In October 2007, we filed a lawsuit in Arizona Superior Court for Maricopa County against Steve Ward and Mark Johnson, both former TASER employees and VIEVU LLC, et. al. for breach of duty of loyalty, breach of contract, breach of fiduciary duty, and conversion. This lawsuit does not involve our electronic control device business and we do not expect this litigation to have a material impact on our financial results. Defendants Ward and VIEVU LLC filed an answer and counterclaim for declaration of non-infringement, tortious interference with contractual relations, tortious interference with business expectancy, and abuse of process.

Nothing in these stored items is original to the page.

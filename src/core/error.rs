// SPDX-License-Identifier: GPL-3.0-or-later
// Copyright (C) 2026 Erik van der Tier

//! Error types, diagnostics, and reporting for the assembler.

use std::fmt;

/// Categories of assembler errors.
#[derive(Debug, Clone, Copy, PartialEq, Eq)]
pub enum ErrorKind {
    /// Unrecognized token, missing delimiter, malformed number.
    Syntax,
    /// Undefined symbol in final pass, multiple definition, illegal mode.
    Semantic,
    /// Cannot open file, nesting too deep, table full.
    Resource,
    /// pc overflow, branch out of range, value does not fit.
    Range,
    /// Label addresses still changing on the final pass.
    Convergence,
    /// Raised by the `#error` directive.
    UserTriggered,
    Io,
    Cli,
}

impl ErrorKind {
    /// Errors of these kinds abort the run immediately instead of counting
    /// toward the `ERRMAX` limit.
    pub fn is_fatal(self) -> bool {
        matches!(
            self,
            ErrorKind::Resource | ErrorKind::Convergence | ErrorKind::UserTriggered | ErrorKind::Io
        )
    }
}

/// An assembler error with a kind and message.
#[derive(Debug, Clone)]
pub struct AsmError {
    kind: ErrorKind,
    message: String,
}

impl AsmError {
    pub fn new(kind: ErrorKind, msg: impl Into<String>) -> Self {
        Self {
            kind,
            message: msg.into(),
        }
    }

    pub fn with_param(kind: ErrorKind, msg: &str, param: &str) -> Self {
        Self {
            kind,
            message: format!("{msg}: {param}"),
        }
    }

    pub fn message(&self) -> &str {
        &self.message
    }

    pub fn kind(&self) -> ErrorKind {
        self.kind
    }
}

impl fmt::Display for AsmError {
    fn fmt(&self, f: &mut fmt::Formatter<'_>) -> fmt::Result {
        write!(f, "{}", self.message)
    }
}

impl std::error::Error for AsmError {}

/// Severity level for diagnostics.
#[derive(Debug, Clone, Copy, PartialEq, Eq)]
pub enum Severity {
    Warning,
    Error,
}

/// A diagnostic message with location and context.
#[derive(Debug, Clone)]
pub struct Diagnostic {
    pub(crate) file: String,
    pub(crate) line: u32,
    pub(crate) column: Option<usize>,
    pub(crate) severity: Severity,
    pub(crate) error: AsmError,
    pub(crate) source: Option<String>,
}

impl Diagnostic {
    pub fn new(file: &str, line: u32, severity: Severity, error: AsmError) -> Self {
        Self {
            file: file.to_string(),
            line,
            column: None,
            severity,
            error,
            source: None,
        }
    }

    pub fn with_column(mut self, column: Option<usize>) -> Self {
        self.column = column;
        self
    }

    pub fn with_source(mut self, source: Option<String>) -> Self {
        self.source = source;
        self
    }

    pub fn error(&self) -> &AsmError {
        &self.error
    }

    pub fn severity(&self) -> Severity {
        self.severity
    }

    pub fn line(&self) -> u32 {
        self.line
    }

    pub fn column(&self) -> Option<usize> {
        self.column
    }

    /// Render the diagnostic with the offending line and a caret marker.
    pub fn format_with_context(&self, fallback_lines: Option<&[String]>) -> String {
        let sev = match self.severity {
            Severity::Warning => "WARNING",
            Severity::Error => "ERROR",
        };
        let mut out = format!("*** {sev} in file {} line {}:\n", self.file, self.line);

        let source = self.source.as_deref().or_else(|| {
            fallback_lines
                .and_then(|lines| lines.get(self.line.saturating_sub(1) as usize))
                .map(|s| s.as_str())
        });
        if let Some(src) = source {
            out.push_str(src);
            out.push('\n');
            if let Some(col) = self.column {
                out.push_str(&caret_line(col));
                out.push('\n');
            }
        }
        out.push_str(self.error.message());
        out
    }
}

/// Build the caret line pointing at a 0-based column.
pub fn caret_line(column: usize) -> String {
    let mut out = String::new();
    if column < 80 {
        for _ in 0..column {
            out.push(' ');
        }
    }
    out.push('^');
    out
}

/// Statistics of a completed assembly.
#[derive(Debug, Default, Clone)]
pub struct RunStats {
    pub total_lines: u32,
    pub symbols: usize,
    pub macros: usize,
    pub label_changes: Vec<u32>,
    pub errors: u32,
}

/// Report from a successful assembly run.
pub struct AsmRunReport {
    diagnostics: Vec<Diagnostic>,
    source_lines: Vec<String>,
    stats: RunStats,
}

impl AsmRunReport {
    pub fn new(diagnostics: Vec<Diagnostic>, source_lines: Vec<String>, stats: RunStats) -> Self {
        Self {
            diagnostics,
            source_lines,
            stats,
        }
    }

    pub fn diagnostics(&self) -> &[Diagnostic] {
        &self.diagnostics
    }

    pub fn source_lines(&self) -> &[String] {
        &self.source_lines
    }

    pub fn stats(&self) -> &RunStats {
        &self.stats
    }
}

/// Error from a failed assembly run.
#[derive(Debug)]
pub struct AsmRunError {
    error: AsmError,
    diagnostics: Vec<Diagnostic>,
    source_lines: Vec<String>,
}

impl AsmRunError {
    pub fn new(error: AsmError, diagnostics: Vec<Diagnostic>, source_lines: Vec<String>) -> Self {
        Self {
            error,
            diagnostics,
            source_lines,
        }
    }

    pub fn cli(msg: impl Into<String>) -> Self {
        Self::new(AsmError::new(ErrorKind::Cli, msg), Vec::new(), Vec::new())
    }

    pub fn error(&self) -> &AsmError {
        &self.error
    }

    pub fn diagnostics(&self) -> &[Diagnostic] {
        &self.diagnostics
    }

    pub fn source_lines(&self) -> &[String] {
        &self.source_lines
    }
}

impl fmt::Display for AsmRunError {
    fn fmt(&self, f: &mut fmt::Formatter<'_>) -> fmt::Result {
        write!(f, "{}", self.error)
    }
}

impl std::error::Error for AsmRunError {}
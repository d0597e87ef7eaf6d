// SPDX-License-Identifier: GPL-3.0-or-later
// Copyright (C) 2026 Erik van der Tier

//! MOS 6502 CPU family: CPU selection, mnemonic recognition, addressing
//! modes and the instruction tables.
//!
//! # Family Characteristics
//!
//! - 8-bit data bus, 16-bit address bus
//! - Registers: A (accumulator), X, Y, and on the 45GS02 Z plus the virtual
//!   32-bit Q register (A:X:Y:Z)
//! - Parenthesized operands select the indirect addressing modes
//!
//! The recognizer classifies a statement's mnemonic into one of a handful of
//! instruction shapes; operand classification is separate (see [`operand`]).

pub mod operand;
pub mod table;

use crate::core::text_utils::is_space;
use table::{SingleEntry, BIT_OPS, GENERIC, IMPLIED, LONG_BRANCH_BASES, QUAD, RELATIVE};

/// CPU types of the 6502 family.
#[derive(Debug, Clone, Copy, PartialEq, Eq)]
pub enum CpuType {
    /// Commodore, Atari, Apple, Acorn BBC
    Mos6502,
    /// Apple IIc
    Mos65SC02,
    /// Apple IIc, Apple IIe
    Mos65C02,
    /// Commodore C65, MEGA65
    Mos45GS02,
    /// Apple IIgs, C256 Foenix
    Mos65816,
}

impl CpuType {
    pub const NAMES: &'static [(&'static str, CpuType)] = &[
        ("6502", CpuType::Mos6502),
        ("65SC02", CpuType::Mos65SC02),
        ("65C02", CpuType::Mos65C02),
        ("45GS02", CpuType::Mos45GS02),
        ("65816", CpuType::Mos65816),
    ];

    #[must_use]
    pub fn name(self) -> &'static str {
        Self::NAMES
            .iter()
            .find(|(_, cpu)| *cpu == self)
            .map(|(name, _)| *name)
            .unwrap_or("6502")
    }

    /// Parse a CPU name as given to `.CPU`.
    #[must_use]
    pub fn parse(text: &str) -> Option<CpuType> {
        let text = text.trim();
        Self::NAMES
            .iter()
            .find(|(name, _)| {
                text.len() >= name.len() && text[..name.len()].eq_ignore_ascii_case(name)
            })
            .map(|(_, cpu)| *cpu)
    }

    fn bit(self) -> u8 {
        match self {
            CpuType::Mos6502 => 1,
            CpuType::Mos65SC02 => 2,
            CpuType::Mos65C02 => 4,
            CpuType::Mos45GS02 => 8,
            CpuType::Mos65816 => 16,
        }
    }

    /// Capability ordering used by the CPU gates (6502 < 65SC02 < 65C02 <
    /// 45GS02 < 65816).
    #[must_use]
    pub fn at_least(self, other: CpuType) -> bool {
        self.bit() >= other.bit()
    }
}

/// Set of CPUs an instruction is available on.
#[derive(Debug, Clone, Copy, PartialEq, Eq)]
pub struct CpuSet(u8);

impl CpuSet {
    pub const ALL: CpuSet = CpuSet(0b1_1111);
    /// Everything after the NMOS 6502.
    pub const CMOS: CpuSet = CpuSet(0b1_1110);
    pub const M45GS02: CpuSet = CpuSet(0b0_1000);
    pub const M65816: CpuSet = CpuSet(0b1_0000);

    #[must_use]
    pub fn contains(self, cpu: CpuType) -> bool {
        self.0 & cpu.bit() != 0
    }
}

/// Instruction shape determined by the mnemonic (and operand presence).
#[derive(Debug, Clone, Copy, PartialEq, Eq)]
pub enum InstructionKind {
    /// No operand bytes; `quad` selects the `42 42` prefix form.
    Implied { opcode: u8, quad: bool },
    /// Short relative branch.
    Relative { opcode: u8 },
    /// 3-byte relative branch with 16-bit displacement (45GS02).
    LongRelative { opcode: u8 },
    /// `BBRn`/`BBSn dp,target` with the bit number folded into the opcode.
    TestBitBranch { opcode: u8 },
    /// `RMBn`/`SMBn dp` with the bit number folded into the opcode.
    BitZeroPage { opcode: u8 },
    /// General-table instruction.
    Gen { index: usize },
    /// Q-register form of a general-table instruction (45GS02).
    Quad { index: usize },
}

/// A recognized instruction statement.
#[derive(Debug, Clone, Copy)]
pub struct Recognized {
    pub mnemonic: &'static str,
    pub kind: InstructionKind,
    /// Offset of the operand field within the statement text.
    pub operand_start: usize,
}

fn mne_matches(text: &str, mne: &str, len: usize) -> bool {
    text.len() >= len && text[..len].eq_ignore_ascii_case(&mne[..len.min(mne.len())])
}

fn find_single<'t>(
    table: &'t [SingleEntry],
    text: &str,
    cpu: CpuType,
) -> Option<&'t SingleEntry> {
    table
        .iter()
        .find(|entry| mne_matches(text, entry.mne, 3) && entry.cpus.contains(cpu))
}

/// Does an operand field follow? A bare `A` (or `Q` on the 45GS02) counts as
/// no operand: accumulator mode is encoded as implied.
fn operand_exists(text: &str, cpu: CpuType) -> bool {
    let trimmed = text.trim_start();
    let bytes = trimmed.as_bytes();
    let Some(&first) = bytes.first() else {
        return false;
    };
    if first == b';' {
        return false;
    }
    let acc = matches!(first, b'A' | b'a')
        || (matches!(first, b'Q' | b'q') && cpu == CpuType::Mos45GS02);
    if !acc {
        return true;
    }
    let rest = trimmed[1..].trim_start();
    !(rest.is_empty() || rest.starts_with(';'))
}

/// Is the operand the bare Q register?
fn is_qumulator(text: &str) -> bool {
    let trimmed = text.trim_start();
    let bytes = trimmed.as_bytes();
    if !matches!(bytes.first(), Some(b'Q') | Some(b'q')) {
        return false;
    }
    !crate::core::text_utils::is_symbol_at(bytes, 1)
}

/// Recognize the mnemonic at the start of `text`. Returns `None` when the
/// statement is not an instruction of the selected CPU.
pub fn recognize(text: &str, cpu: CpuType) -> Option<Recognized> {
    let bytes = text.as_bytes();
    if bytes.len() < 3 {
        return None;
    }
    if !(bytes[0].is_ascii_alphabetic()
        && bytes[1].is_ascii_alphabetic()
        && bytes[2].is_ascii_alphabetic())
    {
        return None;
    }

    // Four-character bit instructions: RMB0-7, SMB0-7, BBR0-7, BBS0-7.
    if bytes.len() > 3
        && (b'0'..=b'7').contains(&bytes[3])
        && bytes.get(4).map_or(true, |&c| c <= b' ')
    {
        for (ix, entry) in BIT_OPS.iter().enumerate() {
            if mne_matches(text, entry.mne, 3) && entry.cpus.contains(cpu) {
                let bit = bytes[3] & 7;
                let opcode = entry.opc | (bit << 4);
                let kind = if ix > 1 {
                    InstructionKind::TestBitBranch { opcode }
                } else {
                    InstructionKind::BitZeroPage { opcode }
                };
                return Some(Recognized {
                    mnemonic: entry.mne,
                    kind,
                    operand_start: 4,
                });
            }
        }
    }

    // Q-register mnemonics with an operand field.
    if cpu == CpuType::Mos45GS02 && text.len() > 5 {
        for (ix, q) in QUAD.iter().enumerate() {
            let l = q.len();
            if mne_matches(text, q, l) && bytes.get(l).copied().is_some_and(is_space) {
                if !is_qumulator(&text[l..]) {
                    return Some(Recognized {
                        mnemonic: GENERIC[ix].mne,
                        kind: InstructionKind::Quad { index: ix },
                        operand_start: l,
                    });
                }
                break; // bare Q operand: fall through to the implied table
            }
        }
    }

    // Long branch instructions: L prefix on a short branch, and BSR.
    if cpu == CpuType::Mos45GS02 && matches!(bytes[0], b'L' | b'l') {
        for entry in RELATIVE.iter().take(LONG_BRANCH_BASES) {
            if mne_matches(&text[1..], entry.mne, 3) {
                return Some(Recognized {
                    mnemonic: entry.mne,
                    kind: InstructionKind::LongRelative {
                        opcode: entry.opc + 3,
                    },
                    operand_start: 4,
                });
            }
        }
    }
    if cpu == CpuType::Mos45GS02 && mne_matches(text, "BSR", 3) {
        return Some(Recognized {
            mnemonic: "BSR",
            kind: InstructionKind::LongRelative { opcode: 0x63 },
            operand_start: 3,
        });
    }

    // The character after the mnemonic must be blank; a Q suffix selects the
    // quad form of an implied instruction.
    let (ml, quad_suffix) =
        if cpu == CpuType::Mos45GS02 && matches!(bytes.get(3), Some(b'Q') | Some(b'q')) {
            if bytes.get(4).is_some_and(|&c| !is_space(c)) {
                return None;
            }
            (4usize, true)
        } else {
            if bytes.get(3).is_some_and(|&c| !is_space(c)) {
                return None;
            }
            (3usize, false)
        };
    let has_operand = operand_exists(&text[ml.min(text.len())..], cpu);

    if !has_operand {
        if let Some(entry) = find_single(IMPLIED, text, cpu) {
            return Some(Recognized {
                mnemonic: entry.mne,
                kind: InstructionKind::Implied {
                    opcode: entry.opc,
                    quad: quad_suffix,
                },
                operand_start: ml,
            });
        }
    }

    if !quad_suffix {
        if let Some(entry) = find_single(RELATIVE, text, cpu) {
            return Some(Recognized {
                mnemonic: entry.mne,
                kind: InstructionKind::Relative { opcode: entry.opc },
                operand_start: 3,
            });
        }

        for (ix, entry) in GENERIC.iter().enumerate() {
            if mne_matches(text, entry.mne, 3) && entry.cpus.contains(cpu) {
                return Some(Recognized {
                    mnemonic: entry.mne,
                    kind: InstructionKind::Gen { index: ix },
                    operand_start: 3,
                });
            }
        }
    }

    None
}

#[cfg(test)]
mod tests {
    use super::*;

    #[test]
    fn cpu_names_parse() {
        assert_eq!(CpuType::parse("45GS02"), Some(CpuType::Mos45GS02));
        assert_eq!(CpuType::parse("65c02"), Some(CpuType::Mos65C02));
        assert_eq!(CpuType::parse("z80"), None);
    }

    #[test]
    fn capability_ordering() {
        assert!(CpuType::Mos45GS02.at_least(CpuType::Mos65SC02));
        assert!(!CpuType::Mos6502.at_least(CpuType::Mos65C02));
    }

    #[test]
    fn recognizes_implied_and_accumulator() {
        let r = recognize("RTS", CpuType::Mos6502).unwrap();
        assert_eq!(r.kind, InstructionKind::Implied { opcode: 0x60, quad: false });

        let r = recognize("ASL A", CpuType::Mos6502).unwrap();
        assert_eq!(r.kind, InstructionKind::Implied { opcode: 0x0a, quad: false });

        // With an operand ASL is a general-table instruction.
        let r = recognize("ASL $10", CpuType::Mos6502).unwrap();
        assert!(matches!(r.kind, InstructionKind::Gen { .. }));
    }

    #[test]
    fn bare_bit_is_a_two_byte_skip() {
        let r = recognize("BIT", CpuType::Mos6502).unwrap();
        assert_eq!(r.kind, InstructionKind::Implied { opcode: 0x2c, quad: false });
    }

    #[test]
    fn cpu_gates_mnemonics() {
        assert!(recognize("PHX", CpuType::Mos6502).is_none());
        assert!(recognize("PHX", CpuType::Mos65C02).is_some());
        assert!(recognize("INZ", CpuType::Mos65C02).is_none());
        assert!(recognize("INZ", CpuType::Mos45GS02).is_some());
    }

    #[test]
    fn recognizes_branches() {
        let r = recognize("BNE LOOP", CpuType::Mos6502).unwrap();
        assert_eq!(r.kind, InstructionKind::Relative { opcode: 0xd0 });

        let r = recognize("LBNE FAR", CpuType::Mos45GS02).unwrap();
        assert_eq!(r.kind, InstructionKind::LongRelative { opcode: 0xd3 });
        assert!(recognize("LBNE FAR", CpuType::Mos6502).is_none());

        let r = recognize("BSR SUB", CpuType::Mos45GS02).unwrap();
        assert_eq!(r.kind, InstructionKind::LongRelative { opcode: 0x63 });
    }

    #[test]
    fn recognizes_bit_ops() {
        let r = recognize("BBR3 $12,LOOP", CpuType::Mos45GS02).unwrap();
        assert_eq!(r.kind, InstructionKind::TestBitBranch { opcode: 0x3f });
        let r = recognize("SMB7 $12", CpuType::Mos45GS02).unwrap();
        assert_eq!(r.kind, InstructionKind::BitZeroPage { opcode: 0xf7 });
        assert!(recognize("BBR3 $12,LOOP", CpuType::Mos6502).is_none());
    }

    #[test]
    fn recognizes_quad_forms() {
        let r = recognize("LDQ $10", CpuType::Mos45GS02).unwrap();
        assert!(matches!(r.kind, InstructionKind::Quad { index: 5 }));
        assert_eq!(r.mnemonic, "LDA");

        // Bare Q operand means the implied quad form.
        let r = recognize("ASLQ Q", CpuType::Mos45GS02).unwrap();
        assert_eq!(r.kind, InstructionKind::Implied { opcode: 0x0a, quad: true });
        let r = recognize("NEG", CpuType::Mos45GS02).unwrap();
        assert_eq!(r.kind, InstructionKind::Implied { opcode: 0x42, quad: false });
    }

    #[test]
    fn rejects_non_instructions() {
        assert!(recognize("LOOP", CpuType::Mos6502).is_none());
        assert!(recognize("LDAX $10", CpuType::Mos6502).is_none());
        assert!(recognize("X", CpuType::Mos6502).is_none());
    }
}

The lawsuit seeks compensatory damages, constructive trust, exemplary damages, injunctive relief attorneys’ fees, costs and disbursements. Cross motions for summary judgment were filed and on March 4, 2009, the Court denied Defendants’ motion for summary judgment on the trade secret claim on April 9, 2009; and granted TASER’s motion for summary judgment against Ward on the breach of fiduciary duty and the breach of duty of loyalty claims. We filed a Motion to Extend Discovery Period by and to reconvene the Deposition of Steve Ward, and Defendants have filed Defendant’s Response in Opposition to this motion. In addition, Defendants Steve Ward and VIEVU LLC have filed a Motion for Reconsideration or in the alternative to make the Court’s Ruling a Final Judgment and Stay Proceeding Pending Outcome of Appeal. The Court denied the Motion for Reconsideration, but granted the motion to make the Court’s Ruling a Final Judgment and Stayed the Proceeding Pending Outcome of Appeal. An appeal has been filed by Defendants Ward and VIEVU LLC to the Arizona State Court of Appeals. The appellate court reversed the Superior Court and remanded the case back to Superior Court for trial. On June 14, 2010 TASER filed a petition for review with the Arizona Supreme Court and Ward filed a cross petition for review on June 29, 2010. To date, the Arizona Supreme Court has not ruled on either petition for review. No trial date has been set.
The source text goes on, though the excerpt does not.